Exercise description. Which lines in the records below contain the word "user"? Copy each of them.

Given records.

//! Audio synchronization against the timeline position.
//!
//! Owns one playback handle per audio track and keeps each handle's
//! play state consistent with the published position. A full resync
//! (range transitions, drift check) runs only every
//! `RESYNC_INTERVAL_TICKS` ticks (about four checks per second at
//! 60 Hz), trading sync precision for tick-loop CPU.

use std::collections::HashMap;

use concepto_core::constants::{DRIFT_TOLERANCE, RESYNC_INTERVAL_TICKS};
use concepto_core::Seconds;
use concepto_timeline::AudioTrack;
use tracing::{debug, info, warn};
use uuid::Uuid;

use crate::handle::{AudioHandle, AudioOutput};

struct TrackHandle<H> {
    handle: H,
    in_range: bool,
    /// Playback policy rejected this track even after an output resume;
    /// it stays silent for the rest of the session.
    policy_muted: bool,
}

/// Keeps per-track playback handles consistent with timeline position.
pub struct AudioSyncManager<O: AudioOutput> {
    output: O,
    handles: HashMap<Uuid, TrackHandle<O::Handle>>,
    ticks: u32,
}

impl<O: AudioOutput> AudioSyncManager<O> {
    pub fn new(output: O) -> Self {
        Self {
            output,
            handles: HashMap::new(),
            ticks: 0,
        }
    }

    /// The shared output context.
    pub fn output(&self) -> &O {
        &self.output
    }

    /// Mutable access to the shared output context (source registration).
    pub fn output_mut(&mut self) -> &mut O {
        &mut self.output
    }

    /// Called once per playback tick. Cheap except every
    /// `RESYNC_INTERVAL_TICKS`-th call, which runs a full resync.
    pub fn on_tick(&mut self, position: Seconds, tracks: &[AudioTrack]) {
        self.ticks = self.ticks.wrapping_add(1);
        if self.ticks % RESYNC_INTERVAL_TICKS == 0 {
            self.resync(position, tracks);
        }
    }

    /// Full resync: enter/leave ranges and correct drift. Also called
    /// directly when playback starts or seeks.
    pub fn resync(&mut self, position: Seconds, tracks: &[AudioTrack]) {
        let Self {
            output, handles, ..
        } = self;

        for track in tracks {
            let in_range = track.range().contains(position);

            let entry = match handles.get_mut(&track.id) {
                Some(entry) => entry,
                None => {
                    if !in_range {
                        continue; // handle created lazily, on first need
                    }
                    let handle = match output.open_handle(&track.media_url) {
                        Ok(h) => h,
                        Err(e) => {
                            warn!(track = %track.id, error = %e, "could not open audio handle");
                            continue;
                        }
                    };
                    handles.entry(track.id).or_insert(TrackHandle {
                        handle,
                        in_range: false,
                        policy_muted: false,
                    })
                }
            };

            let was_in_range = entry.in_range;
            entry.in_range = in_range;

            if in_range && !was_in_range {
                // entering: align to the timeline and start
                entry.handle.set_gain(track.gain());
                entry.handle.seek(position - track.start_time);
                start_with_policy_retry(output, entry, track.id);
            } else if !in_range && was_in_range {
                entry.handle.pause();
            } else if in_range && entry.handle.is_playing() {
                let expected = position - track.start_time;
                let drift = (entry.handle.position() - expected).abs();
                if drift > DRIFT_TOLERANCE {
                    debug!(track = %track.id, drift, "correcting audio drift");
                    entry.handle.seek(expected);
                }
                // smaller drift stays: frequent micro-seeks are audible
            }
        }
    }

    /// Set gain on a live handle. No-op if the track has never needed
    /// a handle.
    pub fn set_gain(&mut self, track_id: Uuid, gain: f32) {
        if let Some(entry) = self.handles.get_mut(&track_id) {
            entry.handle.set_gain(gain);
        }
    }

    /// Pause every handle (clock exhausted or user paused).
    pub fn pause_all(&mut self) {
        for entry in self.handles.values_mut() {
            entry.handle.pause();
            entry.in_range = false;
        }
    }

    /// Pause and rewind every handle (user stopped).
    pub fn rewind_all(&mut self) {
        for entry in self.handles.values_mut() {
            entry.handle.pause();
            entry.handle.seek(0.0);
            entry.in_range = false;
        }
    }

    /// Release the handle for a deleted track.
    pub fn remove_track(&mut self, track_id: Uuid) {
        if let Some(mut entry) = self.handles.remove(&track_id) {
            entry.handle.pause();
            // dropping the handle releases the platform resource
        }
    }

    /// Session teardown: pause everything, release the registry and
    /// close the shared output context.
    pub fn shutdown(&mut self) {
        self.pause_all();
        self.handles.clear();
        self.output.close();
        info!("audio sync manager shut down");
    }
}

fn start_with_policy_retry<O: AudioOutput>(
    output: &mut O,
    entry: &mut TrackHandle<O::Handle>,
    track_id: Uuid,
) {
    if entry.policy_muted {
        return;
    }
    if let Err(first) = entry.handle.play() {
        debug!(track = %track_id, error = %first, "play rejected, resuming output context");
        let recovered = output.resume().is_ok() && entry.handle.play().is_ok();
        if !recovered {
            // a missed frame of audio is not fatal; the track just
            // stays silent for this session
            warn!(track = %track_id, "audio track muted for this session");
            entry.policy_muted = true;
        }
    }
}
//! Integration test crate for the Concepto sync engine.
//!
//! This crate exists solely to hold cross-crate integration tests.
//! It depends on the other concepto crates to verify they work
//! together: editing against the timeline model, persistence through
//! the gateway, waveform derivation, and full playback sessions.


#[cfg(test)]
mod timeline;

#[cfg(test)]
mod persistence;


#[cfg(test)]
mod playback;
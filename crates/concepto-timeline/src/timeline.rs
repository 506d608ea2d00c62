//! Timeline aggregate: owns the slide and audio-track collections.
//!
//! Every slide mutation routes through [`crate::collision::normalize`]
//! and completes synchronously, so no intermediate overlapping state is
//! ever observable by the playback path. Deletion never renormalizes;
//! gaps are legal. `total_duration` is derived and recomputed on every
//! mutation, never authoritative on its own.

use chrono::{DateTime, Utc};
use concepto_core::{clamp_duration, clamp_start, timestamp, Seconds};
use serde::{Deserialize, Serialize};
use uuid::Uuid;

use crate::audio_track::AudioTrack;
use crate::collision::normalize;
use crate::slide::{ShotRef, Slide};

/// Per-episode timeline of slides and audio tracks.
#[derive(Debug, Clone, Serialize, Deserialize)]
pub struct Timeline {
    /// Unique timeline ID
    pub id: Uuid,
    /// Episode this timeline belongs to (store document id)
    pub episode_id: String,
    /// Visual slides, pairwise disjoint
    pub slides: Vec<Slide>,
    /// Audio tracks, free to overlap
    pub audio_tracks: Vec<AudioTrack>,
    /// Derived: max end over all slides and tracks
    pub total_duration: Seconds,
    #[serde(with = "concepto_core::timestamp")]
    pub created_at: DateTime<Utc>,
    #[serde(with = "concepto_core::timestamp")]
    pub updated_at: DateTime<Utc>,
}

impl Timeline {
    /// Create an empty timeline for an episode.
    pub fn new(episode_id: impl Into<String>) -> Self {
        let now = timestamp::now();
        Self {
            id: Uuid::new_v4(),
            episode_id: episode_id.into(),
            slides: Vec::new(),
            audio_tracks: Vec::new(),
            total_duration: 0.0,
            created_at: now,
            updated_at: now,
        }
    }

    // ── Slide operations ───────────────────────────────────────────

    /// Add an uploaded slide at the current end of the slide track.
    /// Returns the new slide's id.
    pub fn add_slide(&mut self, media_url: impl Into<String>) -> Uuid {
        let start = self.slide_track_end();
        let order = self.slides.len() as u32;
        let slide = Slide::uploaded(media_url, start, order);
        let id = slide.id;
        self.slides.push(slide);
        self.renormalize();
        id
    }

    /// Project an episode's shot list onto the timeline: one slide per
    /// shot with an image, appended sequentially after the current end.
    /// Returns the ids of the created slides.
    pub fn project_shots(&mut self, shots: &[ShotRef]) -> Vec<Uuid> {
        let mut cursor = self.slide_track_end();
        let mut order = self.slides.len() as u32;
        let mut created = Vec::new();

        for shot in shots {
            let Some(url) = &shot.image_url else {
                continue;
            };
            let slide = Slide::from_shot(shot, url.clone(), cursor, order);
            cursor = slide.end();
            order += 1;
            created.push(slide.id);
            self.slides.push(slide);
        }

        if !created.is_empty() {
            self.renormalize();
        }
        created
    }

    /// Move a slide to a new start time (drag). The proposed value is
    /// clamped, never rejected, and the whole set is renormalized since
    /// a move can cascade through every later slide.
    pub fn move_slide(&mut self, id: Uuid, new_start: Seconds) -> bool {
        let Some(slide) = self.find_slide_mut(id) else {
            return false;
        };
        slide.start_time = clamp_start(new_start);
        slide.touch();
        self.renormalize();
        true
    }

    /// Resize a slide by its trailing edge.
    pub fn resize_slide_end(&mut self, id: Uuid, new_duration: Seconds) -> bool {
        let Some(slide) = self.find_slide_mut(id) else {
            return false;
        };
        slide.duration = clamp_duration(new_duration);
        slide.touch();
        self.renormalize();
        true
    }

    /// Resize a slide by its leading edge. Rejected (no mutation) when
    /// the implied duration would fall below the floor.
    pub fn resize_slide_start(&mut self, id: Uuid, new_start: Seconds) -> bool {
        let Some(slide) = self.find_slide_mut(id) else {
            return false;
        };
        let new_start = clamp_start(new_start);
        let new_duration = slide.end() - new_start;
        if new_duration < concepto_core::constants::MIN_DURATION {
            return false;
        }
        slide.start_time = new_start;
        slide.duration = new_duration;
        slide.touch();
        self.renormalize();
        true
    }

    /// Delete a slide. Never renormalizes; the gap it leaves is legal.
    pub fn remove_slide(&mut self, id: Uuid) -> Option<Slide> {
        let idx = self.slides.iter().position(|s| s.id == id)?;
        let removed = self.slides.remove(idx);
        self.recompute_total_duration();
        self.touch();
        Some(removed)
    }

    /// Find a slide by id.
    pub fn find_slide(&self, id: Uuid) -> Option<&Slide> {
        self.slides.iter().find(|s| s.id == id)
    }

    fn find_slide_mut(&mut self, id: Uuid) -> Option<&mut Slide> {
        self.slides.iter_mut().find(|s| s.id == id)
    }

    // ── Audio track operations (bypass collision resolution) ───────

    /// Add an audio track from an upload. `duration` is provisional
    /// until the async probe calls [`Timeline::set_track_duration`].
    pub fn add_audio_track(
        &mut self,
        name: impl Into<String>,
        media_url: impl Into<String>,
        start_time: Seconds,
        duration: Seconds,
    ) -> Uuid {
        let order = self.audio_tracks.len() as u32;
        let track = AudioTrack::new(name, media_url, start_time, duration, order);
        let id = track.id;
        self.audio_tracks.push(track);
        self.recompute_total_duration();
        self.touch();
        id
    }

    /// Apply a probed duration to a track.
    pub fn set_track_duration(&mut self, id: Uuid, duration: Seconds) -> bool {
        let Some(track) = self.find_track_mut(id) else {
            return false;
        };
        track.duration = clamp_duration(duration);
        track.touch();
        self.recompute_total_duration();
        self.touch();
        true
    }

    /// Delete an audio track.
    pub fn remove_audio_track(&mut self, id: Uuid) -> Option<AudioTrack> {
        let idx = self.audio_tracks.iter().position(|t| t.id == id)?;
        let removed = self.audio_tracks.remove(idx);
        self.recompute_total_duration();
        self.touch();
        Some(removed)
    }

    /// Set a track's volume (0 to 100). Adjusted independently of the
    /// sync engine.
    pub fn set_volume(&mut self, id: Uuid, volume: u8) -> bool {
        let Some(track) = self.find_track_mut(id) else {
            return false;
        };
        track.volume = volume.min(100);
        track.touch();
        self.touch();
        true
    }

    /// Find an audio track by id.
    pub fn find_track(&self, id: Uuid) -> Option<&AudioTrack> {
        self.audio_tracks.iter().find(|t| t.id == id)
    }

    fn find_track_mut(&mut self, id: Uuid) -> Option<&mut AudioTrack> {
        self.audio_tracks.iter_mut().find(|t| t.id == id)
    }

    // ── Derived state ──────────────────────────────────────────────

    /// End of the last slide (audio ignored); where appends land.
    pub fn slide_track_end(&self) -> Seconds {
        self.slides.iter().map(Slide::end).fold(0.0, f64::max)
    }

    /// Recompute `total_duration` as the max end over all entities.
    pub fn recompute_total_duration(&mut self) {
        let slide_end = self.slide_track_end();
        let track_end = self
            .audio_tracks
            .iter()
            .map(AudioTrack::end)
            .fold(0.0, f64::max);
        self.total_duration = slide_end.max(track_end);
    }

    fn renormalize(&mut self) {
        self.slides = normalize(std::mem::take(&mut self.slides));
        self.recompute_total_duration();
        self.touch();
    }

    fn touch(&mut self) {
        self.updated_at = timestamp::now();
    }
}

/// Which slide is visible at a position. Pure view function; the UI
/// layer calls this with the published playback position.
pub fn slide_at(position: Seconds, slides: &[Slide]) -> Option<&Slide> {
    slides.iter().find(|s| s.range().contains(position))
}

Response.
    /// Pause every handle (clock exhausted or user paused).
    /// Pause and rewind every handle (user stopped).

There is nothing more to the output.